__RECORDS FOR PROCESSING__:

=== Section Start ===

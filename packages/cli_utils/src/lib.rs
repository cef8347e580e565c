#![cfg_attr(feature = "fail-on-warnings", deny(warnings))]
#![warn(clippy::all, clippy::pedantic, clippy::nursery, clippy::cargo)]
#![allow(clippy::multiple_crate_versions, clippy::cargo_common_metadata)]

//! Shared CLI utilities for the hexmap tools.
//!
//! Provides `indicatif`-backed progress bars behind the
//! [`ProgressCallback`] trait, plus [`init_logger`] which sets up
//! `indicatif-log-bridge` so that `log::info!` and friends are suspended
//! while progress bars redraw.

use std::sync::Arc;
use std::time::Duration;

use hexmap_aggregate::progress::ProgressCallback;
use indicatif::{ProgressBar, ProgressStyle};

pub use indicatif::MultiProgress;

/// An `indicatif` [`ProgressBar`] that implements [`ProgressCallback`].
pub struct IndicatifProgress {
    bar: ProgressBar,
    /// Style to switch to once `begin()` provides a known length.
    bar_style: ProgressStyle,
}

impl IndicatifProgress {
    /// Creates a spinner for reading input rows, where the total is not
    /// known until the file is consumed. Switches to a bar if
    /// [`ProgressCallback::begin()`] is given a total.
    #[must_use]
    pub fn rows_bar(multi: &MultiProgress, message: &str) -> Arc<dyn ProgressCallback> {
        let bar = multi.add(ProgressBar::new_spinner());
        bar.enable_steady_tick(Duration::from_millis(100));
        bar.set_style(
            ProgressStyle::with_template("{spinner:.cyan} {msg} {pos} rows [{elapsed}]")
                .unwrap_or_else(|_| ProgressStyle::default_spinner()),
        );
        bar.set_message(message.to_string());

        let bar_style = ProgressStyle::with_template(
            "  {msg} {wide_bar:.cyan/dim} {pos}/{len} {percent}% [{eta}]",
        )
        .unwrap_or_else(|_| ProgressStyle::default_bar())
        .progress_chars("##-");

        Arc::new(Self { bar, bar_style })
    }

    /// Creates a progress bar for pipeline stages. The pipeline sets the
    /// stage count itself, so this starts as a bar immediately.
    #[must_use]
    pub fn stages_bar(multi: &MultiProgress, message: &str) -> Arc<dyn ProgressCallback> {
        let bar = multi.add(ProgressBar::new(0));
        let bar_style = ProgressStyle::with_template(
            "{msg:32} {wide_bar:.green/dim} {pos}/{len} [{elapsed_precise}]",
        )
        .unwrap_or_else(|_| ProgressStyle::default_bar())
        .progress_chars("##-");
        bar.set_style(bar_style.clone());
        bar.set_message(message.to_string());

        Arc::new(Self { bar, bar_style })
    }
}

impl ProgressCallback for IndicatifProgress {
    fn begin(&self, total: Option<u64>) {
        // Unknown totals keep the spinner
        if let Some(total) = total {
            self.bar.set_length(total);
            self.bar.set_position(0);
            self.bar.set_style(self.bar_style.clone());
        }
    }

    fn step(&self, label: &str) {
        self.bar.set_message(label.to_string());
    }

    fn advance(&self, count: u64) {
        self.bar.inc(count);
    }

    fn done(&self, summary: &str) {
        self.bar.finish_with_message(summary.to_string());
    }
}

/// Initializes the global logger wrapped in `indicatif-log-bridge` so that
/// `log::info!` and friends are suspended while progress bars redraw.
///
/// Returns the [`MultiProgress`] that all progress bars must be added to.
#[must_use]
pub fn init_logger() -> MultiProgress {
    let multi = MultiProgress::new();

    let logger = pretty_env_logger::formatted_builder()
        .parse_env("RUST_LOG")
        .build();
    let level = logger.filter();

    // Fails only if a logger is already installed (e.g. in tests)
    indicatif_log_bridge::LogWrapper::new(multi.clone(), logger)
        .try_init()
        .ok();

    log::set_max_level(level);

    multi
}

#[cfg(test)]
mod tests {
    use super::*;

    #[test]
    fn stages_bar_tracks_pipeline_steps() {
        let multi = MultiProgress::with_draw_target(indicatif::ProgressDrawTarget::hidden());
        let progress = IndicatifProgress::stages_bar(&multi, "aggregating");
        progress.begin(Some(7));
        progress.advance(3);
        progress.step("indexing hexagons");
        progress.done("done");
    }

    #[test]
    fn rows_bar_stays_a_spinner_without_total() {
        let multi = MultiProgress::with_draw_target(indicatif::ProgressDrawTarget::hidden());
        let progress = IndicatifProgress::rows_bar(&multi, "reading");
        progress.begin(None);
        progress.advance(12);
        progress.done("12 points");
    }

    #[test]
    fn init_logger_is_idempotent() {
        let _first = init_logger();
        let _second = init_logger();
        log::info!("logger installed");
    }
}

=== Section End ===

__TASK DIRECTIONS__:
Repeat the records above exactly, with nothing left out.

__SOLVED EXERCISE__:
filename packages/cli_utils/src/lib.rs
repository cef8347e580e565c
#![cfg_attr(feature = "fail-on-warnings", deny(warnings))]
#![warn(clippy::all, clippy::pedantic, clippy::nursery, clippy::cargo)]
#![allow(clippy::multiple_crate_versions, clippy::cargo_common_metadata)]

//! Shared CLI utilities for the hexmap tools.
//!
//! Provides `indicatif`-backed progress bars behind the
//! [`ProgressCallback`] trait, plus [`init_logger`] which sets up
//! `indicatif-log-bridge` so that `log::info!` and friends are suspended
//! while progress bars redraw.

use std::sync::Arc;
use std::time::Duration;

use hexmap_aggregate::progress::ProgressCallback;
use indicatif::{ProgressBar, ProgressStyle};

pub use indicatif::MultiProgress;

/// An `indicatif` [`ProgressBar`] that implements [`ProgressCallback`].
pub struct IndicatifProgress {
    bar: ProgressBar,
    /// Style to switch to once `begin()` provides a known length.
    bar_style: ProgressStyle,
}

impl IndicatifProgress {
    /// Creates a spinner for reading input rows, where the total is not
    /// known until the file is consumed. Switches to a bar if
    /// [`ProgressCallback::begin()`] is given a total.
    #[must_use]
    pub fn rows_bar(multi: &MultiProgress, message: &str) -> Arc<dyn ProgressCallback> {
        let bar = multi.add(ProgressBar::new_spinner());
        bar.enable_steady_tick(Duration::from_millis(100));
        bar.set_style(
            ProgressStyle::with_template("{spinner:.cyan} {msg} {pos} rows [{elapsed}]")
                .unwrap_or_else(|_| ProgressStyle::default_spinner()),
        );
        bar.set_message(message.to_string());

        let bar_style = ProgressStyle::with_template(
            "  {msg} {wide_bar:.cyan/dim} {pos}/{len} {percent}% [{eta}]",
        )
        .unwrap_or_else(|_| ProgressStyle::default_bar())
        .progress_chars("##-");

        Arc::new(Self { bar, bar_style })
    }

    /// Creates a progress bar for pipeline stages. The pipeline sets the
    /// stage count itself, so this starts as a bar immediately.
    #[must_use]
    pub fn stages_bar(multi: &MultiProgress, message: &str) -> Arc<dyn ProgressCallback> {
        let bar = multi.add(ProgressBar::new(0));
        let bar_style = ProgressStyle::with_template(
            "{msg:32} {wide_bar:.green/dim} {pos}/{len} [{elapsed_precise}]",
        )
        .unwrap_or_else(|_| ProgressStyle::default_bar())
        .progress_chars("##-");
        bar.set_style(bar_style.clone());
        bar.set_message(message.to_string());

        Arc::new(Self { bar, bar_style })
    }
}

impl ProgressCallback for IndicatifProgress {
    fn begin(&self, total: Option<u64>) {
        // Unknown totals keep the spinner
        if let Some(total) = total {
            self.bar.set_length(total);
            self.bar.set_position(0);
            self.bar.set_style(self.bar_style.clone());
        }
    }

    fn step(&self, label: &str) {
        self.bar.set_message(label.to_string());
    }

    fn advance(&self, count: u64) {
        self.bar.inc(count);
    }

    fn done(&self, summary: &str) {
        self.bar.finish_with_message(summary.to_string());
    }
}

/// Initializes the global logger wrapped in `indicatif-log-bridge` so that
/// `log::info!` and friends are suspended while progress bars redraw.
///
/// Returns the [`MultiProgress`] that all progress bars must be added to.
#[must_use]
pub fn init_logger() -> MultiProgress {
    let multi = MultiProgress::new();

    let logger = pretty_env_logger::formatted_builder()
        .parse_env("RUST_LOG")
        .build();
    let level = logger.filter();

    // Fails only if a logger is already installed (e.g. in tests)
    indicatif_log_bridge::LogWrapper::new(multi.clone(), logger)
        .try_init()
        .ok();

    log::set_max_level(level);

    multi
}

#[cfg(test)]
mod tests {
    use super::*;

    #[test]
    fn stages_bar_tracks_pipeline_steps() {
        let multi = MultiProgress::with_draw_target(indicatif::ProgressDrawTarget::hidden());
        let progress = IndicatifProgress::stages_bar(&multi, "aggregating");
        progress.begin(Some(7));
        progress.advance(3);
        progress.step("indexing hexagons");
        progress.done("done");
    }

    #[test]
    fn rows_bar_stays_a_spinner_without_total() {
        let multi = MultiProgress::with_draw_target(indicatif::ProgressDrawTarget::hidden());
        let progress = IndicatifProgress::rows_bar(&multi, "reading");
        progress.begin(None);
        progress.advance(12);
        progress.done("12 points");
    }

    #[test]
    fn init_logger_is_idempotent() {
        let _first = init_logger();
        let _second = init_logger();
        log::info!("logger installed");
    }
}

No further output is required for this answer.